OVS-Kselftest: A new way to test the kernel module

Speaker: Aaron Conole, Red Hat, Inc.

Back in 2011, the Open vSwitch project pushed the openvswitch kernel module to the Linux kernel. Since that point, the upstream kernel team has been charged with part of the maintenance of the kernel module. In order to ensure that changes to the module don't cause regressions, generally a developer must install the ovs userspace components and then run the kmod testsuite. This process forces additional burden onto kernel maintainers, and developers. Additionally, one difficulty that repeatedly surfaces with this model - ensuring all of the userspace test suite requirements are met by the hosting machine, and wading through the giant test suite to find out how to test the kernel module changes.
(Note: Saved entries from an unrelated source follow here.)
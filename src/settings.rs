//! Generation tuning per narrative mode, plus turn-level knobs.

use crate::ai::ChatOptions;
use crate::assemble::Mode;

pub const DEFAULT_NUM_CTX: u32 = 8192;
const MIN_P: f64 = 0.05;

fn env_parse<T: std::str::FromStr>(key: &str, default: T) -> T {
    std::env::var(key).ok().and_then(|v| v.parse().ok()).unwrap_or(default)
}

/// Shared stop sequence: keeps the model from echoing the directive tag
/// back into the narrative.
fn stop_sequences() -> Vec<String> {
    vec!["\nMODE:".into()]
}

/// Mode-tuned sampling. `do` runs tight (actions should resolve
/// predictably), `story` runs loose (free narration).
pub fn options_for(mode: Mode, num_ctx: u32) -> ChatOptions {
    let (temperature, top_p, top_k, repeat_penalty) = match mode {
        Mode::Say => (0.8, 0.9, 50, 1.08),
        Mode::Do => (0.72, 0.87, 40, 1.1),
        Mode::Story => (0.95, 0.94, 60, 1.05),
        Mode::Continue => (0.9, 0.93, 60, 1.06),
    };
    ChatOptions {
        temperature,
        top_p,
        top_k,
        repeat_penalty,
        num_ctx,
        min_p: MIN_P,
        stop: stop_sequences(),
    }
}

/// Low-temperature options for summarization and lore extraction.
pub fn utility_options(num_ctx: u32) -> ChatOptions {
    ChatOptions {
        temperature: 0.1,
        top_p: 0.9,
        top_k: 40,
        repeat_penalty: 1.05,
        num_ctx,
        min_p: MIN_P,
        stop: Vec::new(),
    }
}

#[derive(Debug, Clone)]
pub struct TurnSettings {
    pub summary_max_chars: usize,
    pub recent_pairs: usize,
    pub overlap_pairs: usize,
    pub lore_top_k: usize,
    pub num_ctx: u32,
}

impl Default for TurnSettings {
    fn default() -> Self {
        Self {
            summary_max_chars: 4000,
            recent_pairs: 3,
            overlap_pairs: 0,
            lore_top_k: 8,
            num_ctx: DEFAULT_NUM_CTX,
        }
    }
}

impl TurnSettings {
    pub fn from_env() -> Self {
        let defaults = Self::default();
        Self {
            summary_max_chars: env_parse("SUMMARY_MAX_CHARS", defaults.summary_max_chars),
            recent_pairs: env_parse("RECENT_PAIRS", defaults.recent_pairs),
            overlap_pairs: env_parse("OVERLAP_PAIRS", defaults.overlap_pairs),
            lore_top_k: env_parse("LORE_TOP_K", defaults.lore_top_k),
            num_ctx: env_parse("NUM_CTX", defaults.num_ctx),
        }
    }
}

#[cfg(test)]
mod tests {
    use super::*;

    #[test]
    fn mode_options_differ() {
        let say = options_for(Mode::Say, DEFAULT_NUM_CTX);
        let do_ = options_for(Mode::Do, DEFAULT_NUM_CTX);
        let story = options_for(Mode::Story, DEFAULT_NUM_CTX);
        assert!(do_.temperature < say.temperature);
        assert!(say.temperature < story.temperature);
        assert_eq!(story.num_ctx, DEFAULT_NUM_CTX);
    }
}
To wit, we introduce a new utility, 'ovs-dpctl.py' which can program the netlink datapath, provide upcall endpoints, and do introspection of the kernel module state. With this utility, we provide a shell script that can be run as part of the kernel self test suite with the hope that future work on the kernel module can be free from regressions, and showcase the various configurations and flow setups. We even propose some testing that ovs-vswitchd userspace itself cannot introduce (such as invalid netlink messages, etc).

OVS-DPDK Shared mempool improvements

Speaker: Kevin Traynor, Red Hat, Inc.

User config mempools allows users with ports of different MTUs to consolidate sharing mempools to a single or set number or mempools. In order to do this, the user gives a hint about what the largest MTU will be. This prevents using multiple mempools when there are ports of different MTUs.
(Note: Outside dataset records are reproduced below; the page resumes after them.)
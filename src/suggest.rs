//! Lore suggestion engine: mine a finished turn for candidate lore facts,
//! reconcile them against existing titles, and persist confidence-gated,
//! de-duplicated suggestions for human review.
//!
//! Extraction failures are silent by design — a turn never degrades
//! because the miner hiccuped.

use std::collections::HashMap;

use tracing::{debug, warn};

use crate::ai::{bind, ChatClient, ChatMessage};
use crate::db::{LoreEntry, StoryDB, SuggestionInput};
use crate::error::StoryError;
use crate::prompts;
use crate::settings::{utility_options, DEFAULT_NUM_CTX};
use crate::util::{normalize_title, preview};
use crate::{db_call, SharedDB};

/// Suggestions below this confidence are discarded before persistence.
pub const MIN_CONFIDENCE: f64 = 0.6;

pub const KIND_NEW: &str = "NEW";
pub const KIND_UPDATE: &str = "UPDATE";

#[derive(Debug, Clone)]
pub struct Suggestion {
    pub kind: &'static str,
    pub title: String,
    pub tag: String,
    pub description: String,
    pub triggers: String,
    pub confidence: f64,
    pub target_lore_id: Option<String>,
}

/// Locate the first `[` and last `]` and parse that slice as a JSON
/// array. Anything else — no brackets, bad JSON, non-array — yields an
/// empty list, never an error.
pub fn parse_json_array(text: &str) -> Vec<serde_json::Value> {
    let Some(start) = text.find('[') else { return Vec::new() };
    let Some(end) = text.rfind(']') else { return Vec::new() };
    if end <= start {
        return Vec::new();
    }
    match serde_json::from_str::<serde_json::Value>(&text[start..=end]) {
        Ok(serde_json::Value::Array(items)) => items,
        _ => Vec::new(),
    }
}

fn existing_title_map(entries: &[LoreEntry]) -> HashMap<String, String> {
    entries
        .iter()
        .map(|e| (normalize_title(&e.title), e.id.clone()))
        .collect()
}

fn field_str(item: &serde_json::Value, key: &str) -> String {
    item.get(key).and_then(|v| v.as_str()).unwrap_or("").trim().to_string()
}

/// Turn raw model output into classified suggestions. Items matching an
/// existing title (normalized) become UPDATEs against that entry.
pub fn parse_suggestions(raw: &str, existing: &[LoreEntry]) -> Vec<Suggestion> {
    let title_map = existing_title_map(existing);
    let mut suggestions = Vec::new();
    for item in parse_json_array(raw) {
        if !item.is_object() {
            continue;
        }
        let title = field_str(&item, "title");
        if title.is_empty() {
            continue;
        }
        let tag = {
            let t = field_str(&item, "type");
            if t.is_empty() { "Character".to_string() } else { t }
        };
        let confidence = item.get("confidence").and_then(|v| v.as_f64()).unwrap_or(0.0);
        let target_id = title_map.get(&normalize_title(&title)).cloned();
        let kind = if target_id.is_some() { KIND_UPDATE } else { KIND_NEW };
        suggestions.push(Suggestion {
            kind,
            title,
            tag,
            description: field_str(&item, "description"),
            triggers: field_str(&item, "triggers"),
            confidence,
            target_lore_id: target_id,
        });
    }
    suggestions
}

/// Ask the model for new/updated lore facts from one turn. Any model or
/// parse failure produces zero suggestions.
pub async fn extract_suggestions(
    chat: &dyn ChatClient,
    model: &str,
    existing: &[LoreEntry],
    user_input: &str,
    assistant_text: &str,
) -> Vec<Suggestion> {
    let mut titles: Vec<&str> = existing.iter().map(|e| e.title.as_str()).collect();
    titles.sort_unstable();
    let messages = [
        ChatMessage::system(prompts::LORE_EXTRACT_SYSTEM),
        ChatMessage::user(prompts::lore_extract_user(
            &titles.join(", "),
            user_input,
            assistant_text,
        )),
    ];
    let bound = bind(chat, model, utility_options(DEFAULT_NUM_CTX));
    match bound.invoke(&messages).await {
        Ok(raw) => {
            debug!(response = %preview(&raw, 200), "lore extraction response");
            parse_suggestions(&raw, existing)
        }
        Err(e) => {
            warn!(error = %e, "lore extraction failed");
            Vec::new()
        }
    }
}

/// Persist suggestions that clear the confidence gate, skipping any with
/// an identical pending (story, title, kind) row — idempotent against
/// duplicate extraction runs. Returns the number persisted.
pub fn save_suggestions(
    db: &StoryDB,
    story_id: &str,
    user_input: &str,
    assistant_text: &str,
    existing: &[LoreEntry],
    suggestions: &[Suggestion],
) -> Result<usize, StoryError> {
    let title_map = existing_title_map(existing);
    let mut created = 0;
    for suggestion in suggestions {
        if suggestion.confidence < MIN_CONFIDENCE {
            continue;
        }
        if db.pending_suggestion_exists(story_id, &suggestion.title, suggestion.kind)? {
            continue;
        }
        let target_id = suggestion
            .target_lore_id
            .clone()
            .or_else(|| title_map.get(&normalize_title(&suggestion.title)).cloned());
        db.insert_suggestion(SuggestionInput {
            story_id: story_id.to_string(),
            kind: suggestion.kind.to_string(),
            title: suggestion.title.clone(),
            tag: suggestion.tag.clone(),
            description: suggestion.description.clone(),
            triggers: suggestion.triggers.clone(),
            confidence: suggestion.confidence,
            target_lore_id: target_id,
            source_user: user_input.to_string(),
            source_assistant: assistant_text.to_string(),
        })?;
        created += 1;
    }
    Ok(created)
}

/// The full background job: load current lore, extract, persist.
pub async fn run(
    db: &SharedDB,
    chat: &dyn ChatClient,
    model: &str,
    story_id: &str,
    user_input: &str,
    assistant_text: &str,
) {
    if user_input.trim().is_empty() && assistant_text.trim().is_empty() {
        return;
    }
    let sid = story_id.to_string();
    let existing = match db_call(db, move |db| db.list_lore(&sid)).await {
        Ok(Ok(entries)) => entries,
        Ok(Err(e)) | Err(e) => {
            warn!(error = %e, story_id, "lore load for suggestions failed");
            return;
        }
    };

    let suggestions = extract_suggestions(chat, model, &existing, user_input, assistant_text).await;
    if suggestions.is_empty() {
        debug!(story_id, "no lore suggestions extracted");
        return;
    }

    let sid = story_id.to_string();
    let user = user_input.to_string();
    let assistant = assistant_text.to_string();
    let saved = db_call(db, move |db| {
        save_suggestions(db, &sid, &user, &assistant, &existing, &suggestions)
    })
    .await;
    match saved {
        Ok(Ok(count)) => debug!(story_id, count, "lore suggestions persisted"),
        Ok(Err(e)) | Err(e) => warn!(error = %e, story_id, "saving lore suggestions failed"),
    }
}

/// Append `addition` to `current` unless it is already contained there.
pub fn merge_description(current: &str, addition: &str) -> String {
    let current = current.trim();
    let addition = addition.trim();
    if addition.is_empty() {
        return current.to_string();
    }
    if current.is_empty() {
        return addition.to_string();
    }
    if current.contains(addition) {
        return current.to_string();
    }
    format!("{current}\n{addition}")
}

/// Comma-split both lists, trim, dedupe, and return the sorted union.
pub fn union_triggers(a: &str, b: &str) -> String {
    let mut tokens: Vec<String> = a
        .split(',')
        .chain(b.split(','))
        .map(str::trim)
        .filter(|t| !t.is_empty())
        .map(str::to_string)
        .collect();
    tokens.sort_unstable();
    tokens.dedup();
    tokens.join(", ")
}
Delayed vhost mempool creation prevents creating a mempool for a vhost port until the vhost device is added and correct NUMA and MTU information is known. Previously, where a best-guess method was used before the vhost device was added, an uneeded mempool may have been created. The new scheme also reduces some false positive error conditions, simplifying debug.

ovs/ovn and OCP traffic encryption/decryption with IPsec

Speaker: Mohammad Heib, Red Hat, Inc.

K8s/OCP with OVN-K/OVN CNI uses the OVS tunnels to transfer packets from one machine to another. Along the path, the packets are processed by physical routers and physical switches. There are risks that these physical devices might read or write the contents of the tunnel packets. I plan to discuss how K8s/OCP utilize the functionality of IPsec that are implemented in OVS/OVN to prevent the malicious party from sniffing or manipulating the tunnel traffic, how IPsec is implemented inside the OVS/OVN stack, and how it utilizes the Linux kernel xfrm framework to implement traffic encryption/decryption.
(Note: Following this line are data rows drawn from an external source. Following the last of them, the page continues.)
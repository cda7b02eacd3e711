//! Turn orchestration: resolve input → retrieve lore → assemble prompt →
//! stream generation → commit summary/messages → schedule suggestion
//! extraction.
//!
//! Only `NotFound` escapes as a hard failure, and only before streaming
//! starts. Once tokens flow, every downstream failure degrades: a model
//! error ends the stream with an inline marker and skips the commit;
//! summarizer and suggestion failures never touch the response.

use std::sync::Arc;
use std::time::Instant;

use futures::StreamExt;
use serde::Deserialize;
use tokio::sync::mpsc;
use tracing::{debug, error, warn};

use crate::ai::{bind, ChatClient, Embedder};
use crate::assemble::{build_chat_messages, format_user_visible, Mode};
use crate::db::{LoreEntry, Story, StoryMessage};
use crate::error::StoryError;
use crate::jobs::{Job, JobQueue};
use crate::settings::{options_for, TurnSettings};
use crate::summarize::{resolve_summary_prompt_key, summarize_turn};
use crate::{db_call, retrieve, EmbedCache, SharedDB};

/// Fed to the model when a continuation turn has no prior output to echo.
pub const DEFAULT_CONTINUE_DIRECTIVE: &str = "Continue the story.";

#[derive(Debug, Default, Clone, Deserialize)]
pub struct TurnRequest {
    pub text: Option<String>,
    pub mode: Option<String>,
    pub story_id: Option<String>,
    /// Legacy alias for `text`, kept for old clients.
    pub trigger: Option<String>,
}

/// Everything one turn needs, resolved once and discarded after the
/// stream completes.
#[derive(Debug)]
pub struct TurnContext {
    pub text: String,
    pub mode: Mode,
    pub story: Option<Story>,
    pub summary: String,
    pub history: Vec<StoryMessage>,
    pub lore: Vec<LoreEntry>,
}

#[derive(Clone)]
pub struct TurnRunner {
    pub db: SharedDB,
    pub chat: Arc<dyn ChatClient>,
    pub embedder: Option<Arc<dyn Embedder>>,
    pub cache: EmbedCache,
    pub jobs: JobQueue,
    pub settings: TurnSettings,
    pub chat_model: String,
    pub summary_model: String,
}

fn first_non_empty(candidates: [Option<String>; 2]) -> String {
    candidates
        .into_iter()
        .flatten()
        .map(|s| s.trim().to_string())
        .find(|s| !s.is_empty())
        .unwrap_or_default()
}

impl TurnRunner {
    /// PREPARING: resolve input text and mode, load the story, retrieve
    /// lore. The only fallible step of a turn as seen by the caller.
    pub async fn prepare(&self, req: TurnRequest) -> Result<TurnContext, StoryError> {
        let mode = Mode::normalize(req.mode.as_deref());
        let mut text = first_non_empty([req.text, req.trigger]);

        let story_id = req.story_id.as_deref().map(str::trim).filter(|s| !s.is_empty());
        let (story, summary, history) = match story_id {
            Some(story_id) => {
                let sid = story_id.to_string();
                let loaded = db_call(
                    &self.db,
                    move |db| -> Result<(Story, String, Vec<StoryMessage>), StoryError> {
                        let Some(story) = db.get_story(&sid)? else {
                            return Err(StoryError::NotFound);
                        };
                        let summary = db.plot_summary(&sid)?;
                        let history = db.list_messages(&sid)?;
                        Ok((story, summary, history))
                    },
                )
                .await??;
                (Some(loaded.0), loaded.1, loaded.2)
            }
            None => (None, String::new(), Vec::new()),
        };

        if text.is_empty() && mode == Mode::Continue {
            text = history
                .iter()
                .rev()
                .find(|m| m.role == "assistant" && !m.text.trim().is_empty())
                .map(|m| m.text.trim().to_string())
                .unwrap_or_else(|| DEFAULT_CONTINUE_DIRECTIVE.to_string());
        }

        let lore = match story {
            Some(ref story) => {
                // continuation should not re-inject potentially-irrelevant lore
                let query = if mode == Mode::Continue { "" } else { text.as_str() };
                retrieve::retrieve(
                    &self.db,
                    self.embedder.as_deref(),
                    &self.cache,
                    &story.id,
                    query,
                    self.settings.lore_top_k,
                )
                .await
            }
            None => Vec::new(),
        };

        Ok(TurnContext { text, mode, story, summary, history, lore })
    }

    /// STREAMING onward. Returns the token channel immediately; the
    /// driving task owns commit and suggestion scheduling.
    pub fn stream(&self, ctx: TurnContext) -> mpsc::Receiver<String> {
        let (tx, rx) = mpsc::channel::<String>(32);
        let runner = self.clone();
        tokio::spawn(async move {
            runner.drive(ctx, tx).await;
        });
        rx
    }

    /// Convenience for the non-streaming endpoint: drain the stream into
    /// one string (error markers included).
    pub async fn run_buffered(&self, ctx: TurnContext) -> String {
        let mut rx = self.stream(ctx);
        let mut out = String::new();
        while let Some(token) = rx.recv().await {
            out.push_str(&token);
        }
        out
    }

    async fn drive(self, ctx: TurnContext, tx: mpsc::Sender<String>) {
        let start = Instant::now();
        let messages = build_chat_messages(
            ctx.story.as_ref(),
            &ctx.summary,
            &ctx.history,
            &ctx.lore,
            &ctx.text,
            ctx.mode,
            self.settings.recent_pairs,
            self.settings.overlap_pairs,
        );
        let options = options_for(ctx.mode, self.settings.num_ctx);
        let bound = bind(self.chat.as_ref(), &self.chat_model, options);

        let mut stream = match bound.stream(&messages).await {
            Ok(stream) => stream,
            Err(e) => {
                error!(error = %e, "turn stream failed to start");
                let _ = tx.send(format!("\n[model error: {e}]")).await;
                return;
            }
        };

        // Token send failures mean the client went away; keep draining so
        // a fully-generated turn still commits.
        let mut buffer = String::new();
        while let Some(chunk) = stream.next().await {
            match chunk {
                Ok(token) => {
                    buffer.push_str(&token);
                    let _ = tx.send(token).await;
                }
                Err(e) => {
                    // ERRORED: the partial buffer is discarded, nothing commits
                    error!(error = %e, "turn stream failed mid-generation");
                    let _ = tx.send(format!("\n[model error: {e}]")).await;
                    return;
                }
            }
        }
        debug!(duration_ms = start.elapsed().as_millis() as u64, "turn stream completed");

        // COMMITTING: only with a resolved story and a clean stream.
        let Some(story) = ctx.story else {
            debug!("turn commit skipped: no story");
            return;
        };

        let summary_user = format_user_visible(ctx.mode, &ctx.text);
        let prompt_key = story
            .summary_prompt_key
            .clone()
            .unwrap_or_else(|| resolve_summary_prompt_key(&story.ai_instruction_key).to_string());
        let new_summary = summarize_turn(
            self.chat.as_ref(),
            &self.summary_model,
            &prompt_key,
            &ctx.summary,
            &summary_user,
            &buffer,
            self.settings.summary_max_chars,
        )
        .await;

        let sid = story.id.clone();
        let mode = ctx.mode;
        let user_text = ctx.text.clone();
        let assistant_text = buffer.clone();
        let committed = db_call(&self.db, move |db| {
            db.commit_turn(&sid, mode.as_str(), &user_text, &assistant_text, &new_summary)
        })
        .await;
        match committed {
            Ok(Ok((user_pos, assistant_pos))) => {
                debug!(story_id = %story.id, user_pos, assistant_pos, "turn committed");
            }
            Ok(Err(e)) | Err(e) => {
                warn!(error = %e, story_id = %story.id, "turn commit failed");
                return;
            }
        }

        // SUGGESTING: detached, after the commit so the job reads
        // up-to-date lore. May overlap the next incoming turn.
        if !ctx.text.trim().is_empty() || !buffer.trim().is_empty() {
            self.jobs.enqueue(Job::SuggestLore {
                story_id: story.id,
                user_input: ctx.text,
                assistant_text: buffer,
            });
        }
    }
}
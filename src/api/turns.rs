//! Turn endpoints: streaming (token stream) and buffered (`{result}`).
//!
//! A turn request either streams tokens that end normally or ends with a
//! visible inline error notice — it never hangs and never 5xxs on a
//! model hiccup. Only an unresolvable `story_id` is a hard failure, and
//! it surfaces before the first token.

use std::convert::Infallible;

use axum::body::Body;
use axum::extract::State;
use axum::http::header;
use axum::response::Response;
use axum::Json;
use futures::StreamExt;
use serde::Serialize;
use tokio_stream::wrappers::ReceiverStream;

use crate::error::StoryError;
use crate::turn::TurnRequest;
use crate::AppState;

#[derive(Serialize)]
pub(super) struct TurnResult {
    result: String,
}

pub(super) async fn run_turn(
    State(state): State<AppState>,
    Json(req): Json<TurnRequest>,
) -> Result<Json<TurnResult>, StoryError> {
    let runner = state.turn_runner().ok_or(StoryError::AiNotConfigured)?;
    let ctx = runner.prepare(req).await?;
    let result = runner.run_buffered(ctx).await;
    Ok(Json(TurnResult { result }))
}

pub(super) async fn stream_turn(
    State(state): State<AppState>,
    Json(req): Json<TurnRequest>,
) -> Result<Response, StoryError> {
    let runner = state.turn_runner().ok_or(StoryError::AiNotConfigured)?;
    let ctx = runner.prepare(req).await?;
    let rx = runner.stream(ctx);

    let stream = ReceiverStream::new(rx)
        .map(|token| Ok::<_, Infallible>(bytes::Bytes::from(token)));
    let response = Response::builder()
        .header(header::CONTENT_TYPE, "text/plain; charset=utf-8")
        .body(Body::from_stream(stream))
        .map_err(|e| StoryError::Internal(e.to_string()))?;
    Ok(response)
}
Building NVIDIA GeForce Now network infrastructure using Open-source OVN/OVS and Nvidia commodity DPUs

Speaker: Majd Dibbiny, NVIDIA Corporation

Learn how to optimize Networking Performance, Functionality, Security and Cost for a multi-tenant Cloud, using NVIDIA Data Processing Unit (DPUs). Modern applications like Nvidia GeForce Now (Cloud Gaming) have stringent Performance (Latency, Jitter etc), Security and other requirements, while being also sensitive to the Cloud Infrastructure cost. As a result, Cloud Networking needs to combine traditional benefits of Software Defined Networking (SDN) with minimal use of CPU and other system resources. This session describes how such seemingly incompatible goals are being achieved by offloading both data and control plane of Bare Metal and/or Kubernetes SDN to Nvidia DPUsthrough a real life use case of NVIDIA GeForce Now system. Examples include acceleration of both traditional networking services like Stateful Firewall, as well as some application-specific networking functions.

Workshops

Hackathon

Chair: Aaron Conole, Red Hat, Inc.

Easily deploying Kubernetes with OVN as CNI using Kind

Chair: Flavio Fernandes, Red Hat, Inc.

OVN Open Discussion Forum

Chair: Mark Michelson, Red Hat, Inc

(Virtual) Co-Chair: Frode Nordahl, Canonical, Inc.

Keynote

Chris Wright, Chief Technology Officer and Senior Vice President, Global Engineering, Red Hat, Inc

Chris Wright will join us to present a live, remote, keynote.